Google “Edward the Confessor” and you’ll get page after page of links to biographies of this 11th-century English king, to Westminster Abbey, which he founded and where he is buried, and to the Magna Carta, which was partly inspired by laws enacted during his 24-year reign.
But a completely digitized manuscript of the oldest surviving Anglo-Norman history of the king does not turn up — at least on the first 20 search pages — even though Cambridge University painstakingly scanned the sumptuously illustrated manuscript in 2003.
That history, “The Life of King Edward the Confessor,” probably written by a Benedictine monk named Matthew Paris sometime between 1250 and 1260, is not alone. Somewhere between 5,000 and 10,000 rare and precious medieval manuscripts have been scanned over the past decade into formats that could be studied over the Internet if only scholars knew they existed and knew where to find them.
“Searching for medieval manuscripts gets you millions of hits, most of which have nothing to do with manuscripts, and when they do, they usually feature only images of a single page rather than the entire book,” said Matthew Fisher, an assistant professor of English at UCLA. “Since finding these great projects is so tough, they’re functionally invisible.”
Fisher set out two years ago to remedy the situation. With the assistance of two graduate students in English, a computer developer from UCLA’s Center for Digital Humanities and Christopher Baswell, a former UCLA professor of English, Fisher decided to collect links to every manuscript from the eighth to the 15th century that had been fully digitized by any library, archive, institute or private owner anywhere in the world.
In December 2008, the group launched the initial results. The UCLA-based Catalogue of Digitized Medieval Manuscripts now links to nearly 1,000 manuscripts by 193 authors in 20 languages from 59 libraries around the world, allowing users to flit from England to France to Switzerland to the United States — to name the locations of just a few of the featured repositories — with the click of a mouse.
Highlights of the virtual holdings include:
- The largest surviving collection of the works of Christine de Pizan, one of the first women in Europe to earn a living as a writer. The manuscript was commissioned by Queen Isabeau of France in 1414 and is now held by the British Library.
- An Irish copy of the Gospel of John, bound in ivory and presented to Charlemagne sometime around 800, now in the library of the monastery of St. Gall in Switzerland.
- The Junius manuscript, one of only four major manuscripts preserving poetry in Old English. Dated to around 1000, the book is now among the holdings of Oxford’s Bodleian Library.

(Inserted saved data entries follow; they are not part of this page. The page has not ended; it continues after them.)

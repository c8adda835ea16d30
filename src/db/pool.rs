//! The allocation ledger handle: a mutex-guarded SQLite connection.
//!
//! Every mutation in the engine goes through [`Ledger::with_tx`], which
//! serializes concurrent writers on the mutex and runs the closure inside a
//! `BEGIN IMMEDIATE` transaction. Session and counter invariants are backed
//! by schema constraints, so a retried call can never duplicate a session
//! or double-increment a counter.

use rusqlite::{Connection, Transaction, TransactionBehavior};
use std::path::Path;
use std::sync::{Arc, Mutex};

use crate::errors::{AppError, AppResult};

#[derive(Clone)]
pub struct Ledger {
    conn: Arc<Mutex<Connection>>,
}

impl Ledger {
    /// Open (or create) the ledger file, applying the WAL pragmas used for
    /// concurrent request handlers.
    pub fn open(path: &str) -> AppResult<Self> {
        if let Some(parent) = Path::new(path).parent() {
            if !parent.as_os_str().is_empty() {
                std::fs::create_dir_all(parent)?;
            }
        }

        let conn = Connection::open(path)?;
        conn.pragma_update(None, "journal_mode", "WAL")?;
        conn.pragma_update(None, "synchronous", "NORMAL")?;
        conn.pragma_update(None, "busy_timeout", 5000)?;

        Ok(Self {
            conn: Arc::new(Mutex::new(conn)),
        })
    }

    /// Run a read-only closure against the guarded connection.
    pub fn with_conn<F, T>(&self, func: F) -> AppResult<T>
    where
        F: FnOnce(&Connection) -> AppResult<T>,
    {
        let conn = self.conn.lock().map_err(|_| AppError::LedgerPoisoned)?;
        func(&conn)
    }

    /// Run a mutating closure inside a single immediate transaction.
    /// The closure either commits as a whole or leaves no trace.
    pub fn with_tx<F, T>(&self, func: F) -> AppResult<T>
    where
        F: FnOnce(&Transaction) -> AppResult<T>,
    {
        let mut conn = self.conn.lock().map_err(|_| AppError::LedgerPoisoned)?;
        let tx = conn.transaction_with_behavior(TransactionBehavior::Immediate)?;
        let out = func(&tx)?;
        tx.commit()?;
        Ok(out)
    }
}
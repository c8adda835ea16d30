pub mod csv;
pub mod json;

use clap::ValueEnum;

#[derive(Clone, Copy, Debug, ValueEnum)]
pub enum ExportFormat {
    Csv,
    Json,
}

impl ExportFormat {
    pub fn as_str(&self) -> &'static str {
        match self {
            ExportFormat::Csv => "csv",
            ExportFormat::Json => "json",
        }
    }
}
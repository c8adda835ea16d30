use crate::cli::commands::build_engine;
use crate::cli::parser::Commands;
use crate::config::Config;
use crate::core::tracker::ClockOutcome;
use crate::errors::{AppError, AppResult};
use crate::models::coordinate::Coordinate;
use crate::ui::messages::{success, warning};
use crate::utils::time::parse_timestamp;
use chrono::{DateTime, Utc};

fn parse_inputs(
    cfg: &Config,
    at: &Option<String>,
    coord: &Option<String>,
) -> AppResult<(DateTime<Utc>, Option<Coordinate>)> {
    let at = match at {
        Some(s) => parse_timestamp(s, cfg.utc_offset_minutes)?,
        None => Utc::now(),
    };

    let coordinate = match coord {
        Some(s) => Some(
            Coordinate::from_pair(s).ok_or_else(|| AppError::InvalidCoordinate(s.clone()))?,
        ),
        None => None,
    };

    Ok((at, coordinate))
}

fn report(manager: &str, verb: &str, outcome: &ClockOutcome) {
    success(format!(
        "{verb} recorded for {manager} on {} ({:.2} h)",
        outcome.session.date_str(),
        outcome.session.total_hours
    ));

    if outcome.geofence_warning {
        warning("Position is outside the project work area; recorded for review");
    }
    if outcome.synthesized {
        warning("No open session found; a same-instant session was synthesized and flagged");
    }
}

pub fn handle(cmd: &Commands, cfg: &Config) -> AppResult<()> {
    let engine = build_engine(cfg)?;

    match cmd {
        Commands::ClockIn { manager, at, coord } => {
            let (at, coordinate) = parse_inputs(cfg, at, coord)?;
            let outcome = engine.clock_in(manager, at, coordinate)?;
            report(manager, "Clock-in", &outcome);
        }
        Commands::ClockOut { manager, at, coord } => {
            let (at, coordinate) = parse_inputs(cfg, at, coord)?;
            let outcome = engine.clock_out(manager, at, coordinate)?;
            report(manager, "Clock-out", &outcome);
        }
        _ => {}
    }

    Ok(())
}
use crate::cli::parser::Cli;
use crate::config::Config;
use crate::db::initialize::init_db;
use crate::db::pool::Ledger;
use crate::errors::AppResult;
use crate::ui::messages::success;

pub fn handle(cli: &Cli, cfg: &Config) -> AppResult<()> {
    let ledger = Ledger::open(&cfg.database)?;
    ledger.with_conn(init_db)?;

    if !cli.test {
        cfg.save()?;
    }

    success(format!("Ledger initialized at {}", cfg.database));
    Ok(())
}
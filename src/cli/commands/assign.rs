use crate::cli::commands::build_engine;
use crate::cli::parser::Commands;
use crate::config::Config;
use crate::errors::{AppError, AppResult};
use crate::models::task::{Task, TaskPriority};
use crate::ui::messages::success;

pub fn handle(cmd: &Commands, cfg: &Config) -> AppResult<()> {
    if let Commands::Assign {
        id,
        title,
        project,
        priority,
    } = cmd
    {
        let priority = TaskPriority::from_db_str(priority)
            .ok_or_else(|| AppError::InvalidTaskPriority(priority.clone()))?;

        let engine = build_engine(cfg)?;
        let task = Task::new(id, title, project, priority);
        let manager = engine.assign_task(task)?;

        success(format!("Task {id} assigned to {manager}"));
    }
    Ok(())
}
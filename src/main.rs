//! fieldledger main entrypoint.

use fieldledger::run;

fn main() {
    if let Err(e) = run() {
        eprintln!("Error: {}", e);
        std::process::exit(1);
    }
}
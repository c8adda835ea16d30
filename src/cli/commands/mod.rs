pub mod assign;
pub mod clock;
pub mod config;
pub mod export;
pub mod init;
pub mod log;
pub mod status;
pub mod summary;
pub mod tasks;

use std::sync::Arc;

use crate::config::Config;
use crate::core::notify::NullSink;
use crate::db::pool::Ledger;
use crate::engine::Engine;
use crate::errors::AppResult;
use crate::registry::SiteFile;
use crate::utils::time::normalize_date;
use chrono::{Datelike, Utc};

/// Build an engine from the active configuration: ledger file plus the
/// site file's registry/directory (empty registry when none is given).
pub(crate) fn build_engine(cfg: &Config) -> AppResult<Engine> {
    let ledger = Ledger::open(&cfg.database)?;

    let site = match &cfg.site_file {
        Some(path) => SiteFile::load(path)?,
        None => SiteFile::empty(),
    };
    let site = Arc::new(site);

    Engine::new(
        ledger,
        site.clone(),
        site,
        Arc::new(NullSink),
        cfg.utc_offset_minutes,
    )
}

/// Current (year, month) in the deployment zone.
pub(crate) fn current_month(cfg: &Config) -> AppResult<(i32, u32)> {
    let today = normalize_date(Utc::now(), cfg.utc_offset_minutes)?;
    Ok((today.year(), today.month()))
}
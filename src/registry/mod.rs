//! Collaborator seams: the project/geofence registry and the manager
//! directory, plus the YAML site file implementation used by the CLI and
//! tests. The engine only depends on the traits; a deployment wires in
//! whatever backs them.

use serde::{Deserialize, Serialize};
use std::fs;

use crate::errors::{AppError, AppResult};
use crate::models::geofence::Geofence;
use crate::models::manager::ManagerAvailability;

pub trait GeofenceRegistry: Send + Sync {
    /// The project's boundary definition, if one is on record.
    fn fence_for(&self, project_id: &str) -> Option<Geofence>;
}

pub trait ManagerDirectory: Send + Sync {
    /// Candidate set for task assignment on a project (unfiltered; the
    /// balancer applies eligibility).
    fn candidates_for(&self, project_id: &str) -> Vec<ManagerAvailability>;

    fn availability(&self, manager_id: &str) -> Option<ManagerAvailability>;

    fn all_managers(&self) -> Vec<ManagerAvailability>;
}

#[derive(Debug, Clone, Serialize, Deserialize)]
pub struct ProjectSite {
    pub id: String,
    #[serde(default)]
    pub name: String,
    #[serde(default)]
    pub fence: Option<Geofence>,
}

/// Static registry + directory loaded from one YAML file.
#[derive(Debug, Clone, Default, Serialize, Deserialize)]
pub struct SiteFile {
    #[serde(default)]
    pub projects: Vec<ProjectSite>,
    #[serde(default)]
    pub managers: Vec<ManagerAvailability>,
}

impl SiteFile {
    pub fn load(path: &str) -> AppResult<Self> {
        let content = fs::read_to_string(path)?;
        serde_yaml::from_str(&content)
            .map_err(|e| AppError::SiteFile(format!("failed to parse {path}: {e}")))
    }

    /// No projects, no managers. Clock operations still work (no fences on
    /// record means no geofence verdicts); assignment rejects everything.
    pub fn empty() -> Self {
        Self::default()
    }
}

impl GeofenceRegistry for SiteFile {
    fn fence_for(&self, project_id: &str) -> Option<Geofence> {
        self.projects
            .iter()
            .find(|p| p.id == project_id)
            .and_then(|p| p.fence.clone())
    }
}

impl ManagerDirectory for SiteFile {
    fn candidates_for(&self, project_id: &str) -> Vec<ManagerAvailability> {
        self.managers
            .iter()
            .filter(|m| m.assigned_project_ids.contains(project_id))
            .cloned()
            .collect()
    }

    fn availability(&self, manager_id: &str) -> Option<ManagerAvailability> {
        self.managers
            .iter()
            .find(|m| m.manager_id == manager_id)
            .cloned()
    }

    fn all_managers(&self) -> Vec<ManagerAvailability> {
        self.managers.clone()
    }
}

- “Because these manuscripts are so old and fragile, libraries are digitizing them, but you can’t find them,” Fisher said. “We’re completing the step of making them accessible to the world.”
Employing a Web application designed by the Center for Digital Humanities, which promotes the use of computer technology in humanities research and instruction, the Catalogue of Digitized Medieval Manuscripts allows users to search for manuscripts according to their author, title, language and archiving institution.
In its first three weeks of operation, the site had almost 5,000 visitors from Australia, England, France, Italy, Germany, Spain, the Netherlands, Sweden, Switzerland, Austria, Canada and all over the United States. In addition to librarians and academics, the site has been visited by hobbyists from such groups as the Society for Creative Anachronism.
“The chorus of response has been, ‘Thank you,'” said Fisher, who joined UCLA’s faculty in 2006. “‘We needed this.'”
That’s music to Fisher’s ears. A member of a new generation of scholars who cut their teeth in the San Francisco Bay Area during the dot-com era, the Los Angeles native is motivated by a commitment to democratize access to some of the world’s most exclusive repositories.
“The price of admission shouldn’t be a plane ticket to a library in Europe or even Australia,” he said. “These documents are part of the world’s cultural patrimony. Everybody should have access.”
So far, the effort has been funded by UCLA’s Center for Medieval and Renaissance Studies and the University of California’s Humanities Research Institute, a multicampus center designed to promote collaborative and interdisciplinary humanities research. But Fisher hopes eventually to get outside funding to speed up the process. He also hopes that libraries will start taking notice of the effort and revamp their cataloging procedures to make it easier to ferret out and link to newly digitized manuscripts.
“Now that UCLA has delivered the solution, it’s time to get everybody involved,” Fisher said.
Ultimately, he envisions including every medieval manuscript that has been digitized it its entirety.
“We’ll never replace the joy of sitting down with an 800-year-old book,” he said, “but we will bring the wonder of these manuscripts to people who might never experience them otherwise.”